Use AI predictor in ranking system

marco · August 29, 2024, 12:44pm

AIFactor() is for predicting using a trained Predictor. This is what you need for generating current predictions. For backtests use AIFactorValidation() which accesses the prediction data saved during validation, and it's very fast. The latter is very strict since the rebalance dates must line up.

Looks like you are using AIFactorValidation() instead of AIFactor(). Train a predictor then use AIFactor() in the ranking system.

Make sense?

PS. You can use AIFactor for backtests, but only up to one year in the past because it is too slow and often fails (we'll open it up some to 5 years soon).

feldy · August 29, 2024, 5:32pm

@marco, how does factor z-score normalization work with the AIFactor function? If set to by date, is it recomputing trim and standardization levels as of the prediction date? And what about the case where normalization is done over the whole window?

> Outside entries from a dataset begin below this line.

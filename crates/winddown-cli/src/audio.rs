//! cpal-backed audio synthesis.
//!
//! Tones are synthesized straight into the output stream: a sawtooth
//! alarm burst that wobbles between four pitches, and a two-note sine
//! chime for the early warning. Streams run on short-lived threads
//! because a cpal stream is not `Send` on every platform; the continuous
//! alarm loops bursts until its flag is cleared.

use std::sync::atomic::{AtomicBool, Ordering};
use std::sync::Arc;
use std::time::{Duration, Instant};

use cpal::traits::{DeviceTrait, HostTrait, StreamTrait};
use cpal::{FromSample, SampleFormat, SizedSample};
use tracing::debug;

use winddown_core::alert::AudioSink;
use winddown_core::AlertError;

const ALARM_BURST_MS: u64 = 900;
const ALARM_BURST_SHORT_MS: u64 = 650;
const ALARM_CADENCE_MS: u64 = 1100;
const CHIME_MS: u64 = 350;

pub struct CpalAudio {
    alarm_active: Arc<AtomicBool>,
}

impl CpalAudio {
    pub fn new() -> Self {
        Self {
            alarm_active: Arc::new(AtomicBool::new(false)),
        }
    }
}

impl Default for CpalAudio {
    fn default() -> Self {
        Self::new()
    }
}

impl AudioSink for CpalAudio {
    fn play_chime_burst(&mut self, repeats: usize, spacing: Duration) -> Result<(), AlertError> {
        probe_output()?;
        std::thread::spawn(move || {
            for i in 0..repeats {
                if let Err(err) = play_samples(render_chime) {
                    debug!(%err, "chime playback failed");
                    return;
                }
                if i + 1 < repeats {
                    std::thread::sleep(spacing);
                }
            }
        });
        Ok(())
    }

    fn start_alarm(&mut self) -> Result<(), AlertError> {
        if self.alarm_active.swap(true, Ordering::SeqCst) {
            return Ok(()); // already sounding
        }
        if let Err(err) = probe_output() {
            self.alarm_active.store(false, Ordering::SeqCst);
            return Err(err);
        }
        let active = Arc::clone(&self.alarm_active);
        std::thread::spawn(move || {
            let mut bursts = 0u64;
            while active.load(Ordering::SeqCst) {
                bursts += 1;
                // Every few bursts, vary the length slightly.
                let duration_ms = if bursts % 4 == 0 {
                    ALARM_BURST_SHORT_MS
                } else {
                    ALARM_BURST_MS
                };
                let started = Instant::now();
                if let Err(err) = play_samples(|rate| render_alarm_burst(rate, duration_ms)) {
                    debug!(%err, "alarm burst failed");
                    break;
                }
                let cadence = Duration::from_millis(ALARM_CADENCE_MS);
                if let Some(rest) = cadence.checked_sub(started.elapsed()) {
                    std::thread::sleep(rest);
                }
            }
            active.store(false, Ordering::SeqCst);
        });
        Ok(())
    }

    fn stop_alarm(&mut self) {
        self.alarm_active.store(false, Ordering::SeqCst);
    }
}

fn output_device() -> Result<(cpal::Device, cpal::SupportedStreamConfig), AlertError> {
    let host = cpal::default_host();
    let device = host
        .default_output_device()
        .ok_or_else(|| AlertError::AudioUnavailable("no default output device".into()))?;
    let config = device
        .default_output_config()
        .map_err(|e| AlertError::AudioUnavailable(e.to_string()))?;
    Ok((device, config))
}

fn probe_output() -> Result<(), AlertError> {
    output_device().map(|_| ())
}

/// Render `samples` through the default output device and block until
/// they have been consumed.
fn play_samples(render: impl Fn(u32) -> Vec<f32>) -> Result<(), AlertError> {
    let (device, config) = output_device()?;
    let samples = render(config.sample_rate().0);
    match config.sample_format() {
        SampleFormat::F32 => run_stream::<f32>(&device, &config.into(), samples),
        SampleFormat::I16 => run_stream::<i16>(&device, &config.into(), samples),
        SampleFormat::U16 => run_stream::<u16>(&device, &config.into(), samples),
        other => Err(AlertError::AudioUnavailable(format!(
            "unsupported sample format {other:?}"
        ))),
    }
}

fn run_stream<T>(
    device: &cpal::Device,
    config: &cpal::StreamConfig,
    samples: Vec<f32>,
) -> Result<(), AlertError>
where
    T: SizedSample + FromSample<f32>,
{
    let channels = config.channels as usize;
    // Upper bound on the wait in case the device stops invoking the
    // callback mid-burst.
    let deadline = Instant::now()
        + Duration::from_secs_f64(samples.len() as f64 / config.sample_rate.0 as f64)
        + Duration::from_millis(500);
    let done = Arc::new(AtomicBool::new(false));
    let done_cb = Arc::clone(&done);
    let mut cursor = 0usize;

    let stream = device
        .build_output_stream(
            config,
            move |data: &mut [T], _: &cpal::OutputCallbackInfo| {
                for frame in data.chunks_mut(channels) {
                    let value = if cursor < samples.len() {
                        let v = samples[cursor];
                        cursor += 1;
                        v
                    } else {
                        done_cb.store(true, Ordering::Relaxed);
                        0.0
                    };
                    for out in frame.iter_mut() {
                        *out = T::from_sample(value);
                    }
                }
            },
            |err| debug!(%err, "output stream error"),
            None,
        )
        .map_err(|e| AlertError::AudioUnavailable(e.to_string()))?;
    stream
        .play()
        .map_err(|e| AlertError::AudioUnavailable(e.to_string()))?;

    while !done.load(Ordering::Relaxed) && Instant::now() < deadline {
        std::thread::sleep(Duration::from_millis(20));
    }
    Ok(())
}

/// Exponential ramp from `(t0, v0)` to `(t1, v1)`, clamped outside.
fn ramp(t: f32, t0: f32, v0: f32, t1: f32, v1: f32) -> f32 {
    if t <= t0 {
        return v0;
    }
    if t >= t1 {
        return v1;
    }
    v0 * (v1 / v0).powf((t - t0) / (t1 - t0))
}

/// Sawtooth alarm burst: pitch wobbles 880 -> 660 -> 990 -> 770 Hz with a
/// click-free gain envelope.
fn render_alarm_burst(sample_rate: u32, duration_ms: u64) -> Vec<f32> {
    let duration = duration_ms as f32 / 1000.0;
    let rate = sample_rate as f32;
    let n = (rate * duration) as usize;
    let mut samples = Vec::with_capacity(n);
    let mut phase = 0.0f32;
    for i in 0..n {
        let t = i as f32 / rate;
        let freq = if t < 0.18 {
            ramp(t, 0.0, 880.0, 0.18, 660.0)
        } else if t < 0.36 {
            ramp(t, 0.18, 660.0, 0.36, 990.0)
        } else if t < 0.54 {
            ramp(t, 0.36, 990.0, 0.54, 770.0)
        } else {
            770.0
        };
        let gain = if t < 0.02 {
            ramp(t, 0.0, 0.0001, 0.02, 0.25)
        } else {
            ramp(t, 0.02, 0.25, duration, 0.0001)
        };
        phase = (phase + freq / rate).fract();
        samples.push((2.0 * phase - 1.0) * gain);
    }
    samples
}

/// Two-note sine chime: C6 falling to G5.
fn render_chime(sample_rate: u32) -> Vec<f32> {
    let duration = CHIME_MS as f32 / 1000.0;
    let rate = sample_rate as f32;
    let n = (rate * duration) as usize;
    let mut samples = Vec::with_capacity(n);
    let mut phase = 0.0f32;
    for i in 0..n {
        let t = i as f32 / rate;
        let freq = ramp(t, 0.0, 1046.5, 0.12, 784.0);
        let gain = if t < 0.01 {
            ramp(t, 0.0, 0.0001, 0.01, 0.18)
        } else {
            ramp(t, 0.01, 0.18, duration, 0.0001)
        };
        phase = (phase + freq / rate).fract();
        samples.push((2.0 * std::f32::consts::PI * phase).sin() * gain);
    }
    samples
}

feldy · August 29, 2024, 6:59pm

And to follow up on that, what is the workflow to take a strategy from simulated to live? Normally, you can just save a simulated strategy as a new live one, using the same ranking system. But will you have to manually create a 2nd ranking system suitable for live trading by substituting AIFactorValidation() references to AIFactor()? Sorry if this has been addressed elsewhere, just trying to wrap my head around the current state of affairs.

aschiff · August 29, 2024, 7:52pm

By Date does indeed recompute any normalization factors (e.g. mean and standard deviation for Z-Score) using the prediction data. As for Entire Dataset, the normalization factors are computed over the entire dataset during dataset load and are are never recomputed after that.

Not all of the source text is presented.